Кошмар начался спустя два с половиной месяца — вместе со смертью Чарльза, о которой я только что давал показания. Рядовой вечер рядового осеннего денька, рядовые люди, рядовые напитки — всё самое обычное, не вызывающее никаких подозрений. Мальчишка, как и всегда, носился с кружками, увиливая от толстых пьяных туш мужиков, что отказались воевать по «морально-этическим» причинам, а потом, после того, как перед трибуналом катали сопли по полу, называли себя патриотами, выставляя свою антинемецкую пропаганду, как подвиг. «Однажды немец — всегда немец! Помни: каждый трудоустроенный немец — это безработный британец! Любой купленный немецкий товар — это не проданный британский товар!» — не знаю, как остальным, но мне от вида этих плакатов всегда блевать хотелось. «Каждый немецкий товар», — кто бы знал, что пройдёт всего четыре года, и этот немецкий товар вновь станет самым обыденным, верно? Лицемеры. Я был в плохом настроении тогда — у Лонга не было при себе лекарства, так что он просил подождать, а мои кулаки всё больше и больше чесались на то, чтобы набить одному усатому выскочке его «патриотическую» рожу и, заодно, заткнуть его рупор пафосных речей. Однако всё это было неважно, ведь через секунду я уви…

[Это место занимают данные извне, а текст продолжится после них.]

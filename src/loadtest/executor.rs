//! HTTP request executor.
//!
//! [`RequestExecutor::execute`] turns one [`RequestStep`] into exactly one
//! [`SampleResult`]. Transport failures, bad statuses and failed assertions
//! are all recorded on the sample; nothing here returns an error to the
//! virtual user driving it.

use std::collections::BTreeMap;
use std::time::{Duration, Instant};

use chrono::{DateTime, Utc};
use reqwest::{Client, Method};
use serde::{Serialize, Serializer};

use crate::loadtest::error::SampleError;
use crate::loadtest::plan::RequestStep;
use crate::loadtest::postprocess::{self, ResponseView};
use crate::loadtest::scope::VariableScope;

/// Outcome of one executed request step. Immutable once produced.
#[derive(Debug, Clone, PartialEq, Serialize)]
pub struct SampleResult {
    /// Sampler name.
    pub label: String,
    /// `"<group> <g>-<t>"`, 1-based.
    pub thread_name: String,
    /// Wall-clock time the request started.
    pub timestamp: DateTime<Utc>,
    /// Time from sending the request to reading the full response.
    #[serde(rename = "elapsed_ms", serialize_with = "serialize_millis")]
    pub elapsed: Duration,
    /// Absent when no response was received.
    pub response_code: Option<u16>,
    pub success: bool,
    pub failure_message: Option<String>,
    /// Category of the first failure (`timeout`, `connection`, `request`, `http`, `assertion`).
    pub error_category: Option<&'static str>,
    /// Variables bound by extractors on this step.
    #[serde(skip_serializing_if = "BTreeMap::is_empty")]
    pub extracted: BTreeMap<String, String>,
    /// Request URL after placeholder substitution.
    pub url: String,
    /// Response body size.
    pub bytes: u64,
    /// Active threads in this sample's thread group.
    pub group_threads: u32,
    /// Active threads across all groups.
    pub all_threads: u32,
}

fn serialize_millis<S: Serializer>(elapsed: &Duration, serializer: S) -> Result<S::Ok, S::Error> {
    serializer.serialize_u64(elapsed.as_millis() as u64)
}

impl SampleResult {
    /// Elapsed time in whole milliseconds.
    pub fn elapsed_ms(&self) -> u64 {
        self.elapsed.as_millis() as u64
    }
}

/// Identity and concurrency figures of the virtual user issuing a request.
#[derive(Debug, Clone, Copy)]
pub struct ThreadInfo<'a> {
    pub name: &'a str,
    pub group_threads: u32,
    pub all_threads: u32,
}

/// Issues requests for request steps with a shared connection pool.
///
/// Cloning is cheap; all clones share the underlying [`reqwest::Client`].
#[derive(Debug, Clone)]
pub struct RequestExecutor {
    client: Client,
    timeout: Duration,
}

impl RequestExecutor {
    /// Creates an executor with its own client and the given per-request timeout.
    pub fn new(timeout: Duration) -> Self {
        Self {
            client: Client::new(),
            timeout,
        }
    }

    /// Execute `step` once.
    ///
    /// Placeholders in the URL, header values and body are resolved against
    /// `scope` first. When a response arrives, the step's post-processors run
    /// in order; extractors write back into `scope`.
    pub async fn execute(
        &self,
        step: &RequestStep,
        scope: &mut VariableScope,
        thread: ThreadInfo<'_>,
    ) -> SampleResult {
        let sampler = &step.sampler;
        let url = sampler.url(scope);
        let timestamp = Utc::now();
        let start = Instant::now();

        let mut sample = SampleResult {
            label: sampler.name.clone(),
            thread_name: thread.name.to_owned(),
            timestamp,
            elapsed: Duration::ZERO,
            response_code: None,
            success: true,
            failure_message: None,
            error_category: None,
            extracted: BTreeMap::new(),
            url,
            bytes: 0,
            group_threads: thread.group_threads,
            all_threads: thread.all_threads,
        };

        let method = match Method::from_bytes(sampler.method.to_ascii_uppercase().as_bytes()) {
            Ok(method) => method,
            Err(e) => {
                record_failure(
                    &mut sample,
                    SampleError::Request {
                        message: format!("invalid method '{}': {e}", sampler.method),
                    },
                );
                return sample;
            },
        };

        let mut request = self
            .client
            .request(method, sample.url.as_str())
            .timeout(self.timeout);
        for (name, value) in &sampler.headers {
            request = request.header(name.as_str(), scope.resolve(value));
        }
        if let Some(body) = &sampler.body {
            request = request.body(scope.resolve(body));
        }

        let response = match request.send().await {
            Ok(response) => response,
            Err(e) => {
                sample.elapsed = start.elapsed();
                let error = SampleError::classify_reqwest(&e);
                tracing::debug!(label = %sample.label, url = %sample.url, error = %e, "request failed");
                record_failure(&mut sample, error);
                return sample;
            },
        };

        let status = response.status().as_u16();
        sample.response_code = Some(status);
        let headers = render_headers(response.headers());
        let raw = match response.bytes().await {
            Ok(raw) => raw,
            Err(e) => {
                sample.elapsed = start.elapsed();
                record_failure(&mut sample, SampleError::classify_reqwest(&e));
                return sample;
            },
        };
        sample.elapsed = start.elapsed();
        sample.bytes = raw.len() as u64;
        let body = String::from_utf8_lossy(&raw);

        if !(200..=399).contains(&status) && !step.ignores_status() {
            record_failure(&mut sample, SampleError::Http { status });
        }

        let view = ResponseView {
            status,
            body: &body,
            headers: &headers,
        };
        for post_processor in &step.post_processors {
            if let Some(error) = postprocess::apply(post_processor, &view, scope, &mut sample.extracted)
            {
                record_failure(&mut sample, error);
            }
        }

        tracing::trace!(
            label = %sample.label,
            status,
            elapsed_ms = sample.elapsed_ms(),
            success = sample.success,
            "sample complete"
        );
        sample
    }
}

/// Mark `sample` failed. The first failure sets the category; messages accumulate.
fn record_failure(sample: &mut SampleResult, error: SampleError) {
    sample.success = false;
    if sample.error_category.is_none() {
        sample.error_category = Some(error.error_category());
    }
    let message = error.to_string();
    sample.failure_message = Some(match sample.failure_message.take() {
        Some(existing) => format!("{existing}; {message}"),
        None => message,
    });
}

fn render_headers(headers: &reqwest::header::HeaderMap) -> String {
    let mut rendered = String::new();
    for (name, value) in headers {
        rendered.push_str(name.as_str());
        rendered.push_str(": ");
        rendered.push_str(&String::from_utf8_lossy(value.as_bytes()));
        rendered.push('\n');
    }
    rendered
}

Не может быть! Снова он! Я не сплю! Я не спал! Я, Джонатан Филипп Эванс, 32 года, бывший военный, пишу этот текст — я не!.. Чёрт! Чёртова стена!
Дневник Джона Эванса, запись седьмая.
Я увидел его в тот день — странную фигуру, стоящую подле Чарльза. Очень костлявый, худой, как сама смерть, лысый старик, чья кожа настолько сильно обтягивала череп, что я мог различить даже контуры его зубов на щеках. О, он был очень высок — я не понимал, как человек с таким ростом смог зайти в паб, но не это меня пугало. Казалось бы, чего я — бывший солдат — могу найти пугающего в старике? Однако в тех глазах, в том тёмно-зелёном круге его зрачка и чёрном, клянусь, белке было что-то настолько животрепещущее, настолько нечеловечески сильное…
Я был полностью подвластен виски в тот вечер — да, но за всю свою жизнь я не видел яснее и отчётливее, чем в те секунды: он направил на мальчика свою руку с длинными, обломанными где-попало ногтями и открыл рот. Поначалу я не слышал абсолютно ничего — он просто стоял, словно статуя, словно фигура картины Эдварда Мунка, но во многие разы мрачнее, а потом начал раздаваться этот писк.